Il piccolo stato di Gran Fenwich, sull’orlo della bancarotta, dichiara guerra agli Stati Uniti, sperando in una resa remunerativa. Il suo esercito però, sbarcato a New York, riesce a rubare una temibile bomba.

RECENSIONI

Basta poco per mettere in ginocchio una superpotenza ed il mondo intero: una super-bomba portatile. Jack Arnold, severo cantore americano delle fobie atomiche, stanco del fantahorror in cui eccelleva, si prova nella satira feroce e passa al "nemico" (una produzione della Gran Bretagna, paese dove mosse i primi passi come attore) per fustigare meglio la leggerezza nella corsa agli armamenti della madrepatria. Gli sceneggiatori Roger MacDougall e Stanley Mann, adattando il romanzo di Leonard Wibberley, gli offrono una serie di frecce (è il caso di dirlo con dei soldati che vestono armature ottocentesche…) avvelenate che, mentre fanno un solletico da morire, mettono anche in "circolo" delle voci inquietanti: e se i "ladri", stuzzicati dallo strapotere economico degli Stati Uniti, fossero stati dei veri malintenzionati? Basta un cretino per scatenare l'Olocausto?
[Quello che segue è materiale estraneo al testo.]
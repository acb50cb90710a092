use serde::{Deserialize, Serialize};
use utoipa::IntoParams;

use crate::{
    config::MAX_PAGE_SIZE,
    error::{ApiError, ApiResult},
    repository::{Page, PageRequest},
};

/// PageParams
///
/// Page-number pagination accepted by every list endpoint.
#[derive(Debug, Clone, Copy, Default, Deserialize, IntoParams)]
pub struct PageParams {
    /// 1-based page number (default 1).
    pub page: Option<u32>,
    /// Items per page (default from configuration, capped at 100).
    pub page_size: Option<u32>,
}

impl PageParams {
    /// Resolves the query into a concrete request. Page 0 is treated as page 1.
    pub fn resolve(self, default_size: u32) -> PageRequest {
        PageRequest {
            page: self.page.unwrap_or(1).max(1),
            page_size: self
                .page_size
                .unwrap_or(default_size)
                .clamp(1, MAX_PAGE_SIZE),
        }
    }
}

/// Paginated
///
/// Envelope returned by every list endpoint. `next`/`previous` are page numbers,
/// `null` at either end.
#[derive(Debug, Clone, PartialEq, Serialize, Deserialize)]
pub struct Paginated<T> {
    pub count: u64,
    pub next: Option<u32>,
    pub previous: Option<u32>,
    pub results: Vec<T>,
}

impl<T> Paginated<T> {
    /// Wraps a repository page. A page past the last one is a 404; the first
    /// page of an empty listing is not.
    pub fn from_page<U>(page: Page<U>, request: PageRequest) -> ApiResult<Self>
    where
        U: Into<T>,
    {
        let size = u64::from(request.page_size);
        let last_page = page.count.div_ceil(size).max(1);
        if u64::from(request.page) > last_page {
            return Err(ApiError::NotFound("Invalid page.".to_string()));
        }

        Ok(Self {
            count: page.count,
            next: (u64::from(request.page) < last_page).then(|| request.page + 1),
            previous: (request.page > 1).then(|| request.page - 1),
            results: page.items.into_iter().map(Into::into).collect(),
        })
    }
}
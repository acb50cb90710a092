use axum::extract::{FromRequest, FromRequestParts};
use serde::Deserialize;
use utoipa::IntoParams;

use crate::error::ApiError;

pub mod auth;
pub mod catalog;
pub mod comments;
pub mod reviews;
pub mod titles;
pub mod users;

// --- Extractors ---

/// ApiJson
///
/// `axum::Json` with its rejection (malformed body, wrong content type) rendered
/// in the API's error envelope.
#[derive(FromRequest)]
#[from_request(via(axum::Json), rejection(ApiError))]
pub struct ApiJson<T>(pub T);

/// ApiPath
///
/// `axum::extract::Path` whose rejection is a 404: a segment that is not a valid
/// id cannot name an existing object.
#[derive(FromRequestParts)]
#[from_request(via(axum::extract::Path), rejection(ApiError))]
pub struct ApiPath<T>(pub T);

/// ApiQuery
///
/// `axum::extract::Query` with a 400 in the API's error envelope on bad parameters.
#[derive(FromRequestParts)]
#[from_request(via(axum::extract::Query), rejection(ApiError))]
pub struct ApiQuery<T>(pub T);

// --- Shared query parameters ---

/// SearchParams
///
/// `?search=` on the listings that support it (case-insensitive substring match).
#[derive(Debug, Default, Deserialize, IntoParams)]
pub struct SearchParams {
    pub search: Option<String>,
}

impl SearchParams {
    pub fn term(&self) -> Option<&str> {
        self.search.as_deref().filter(|term| !term.is_empty())
    }
}

// --- Fallbacks ---

/// method_not_allowed
///
/// Answers verbs a route does not serve (PUT everywhere, DELETE on `/users/me/`,
/// PATCH on categories and genres).
pub async fn method_not_allowed() -> ApiError {
    ApiError::MethodNotAllowed
}

/// not_found
///
/// Answers paths no route matches.
pub async fn not_found() -> ApiError {
    ApiError::NotFound("Not found.".to_string())
}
È sufficiente una diceria per creare il panico di massa (tutti credono che siano sbarcati i marziani…)? Sono tutti così irresponsabili gli uomini che giocano a "rugby" (la forma ovale della bomba…) con tale potere distruttivo? E che dire dell'ipocrisia delle nazioni, sempre pronte ad allearsi con il più forte? Meglio (non pensarci e) crepare dal ridere con il trasformismo di Peter Sellers (nei panni della Duchessa!), con la commedia paradossale degli equivoci, le gag della seduzione femminile annullata dal senso di nausea, dei cartelloni di benvenuto per gli yankee, della Convenzione di Ginevra scambiata per una commedia teatrale, del compassato speaker radiofonico della BBC. Il topolino, nel cartone animato in apertura, terrorizza la Statua della Libertà della "Columbia Productions", sfila ingenuo e baldanzoso davanti alla "Queen Elizabeth", si trasforma in un piccolo, grande film che, bombardando delle terribili verità con il sarcasmo, muta il proprio squittio in un boato. Non era necessario il finale predicatorio.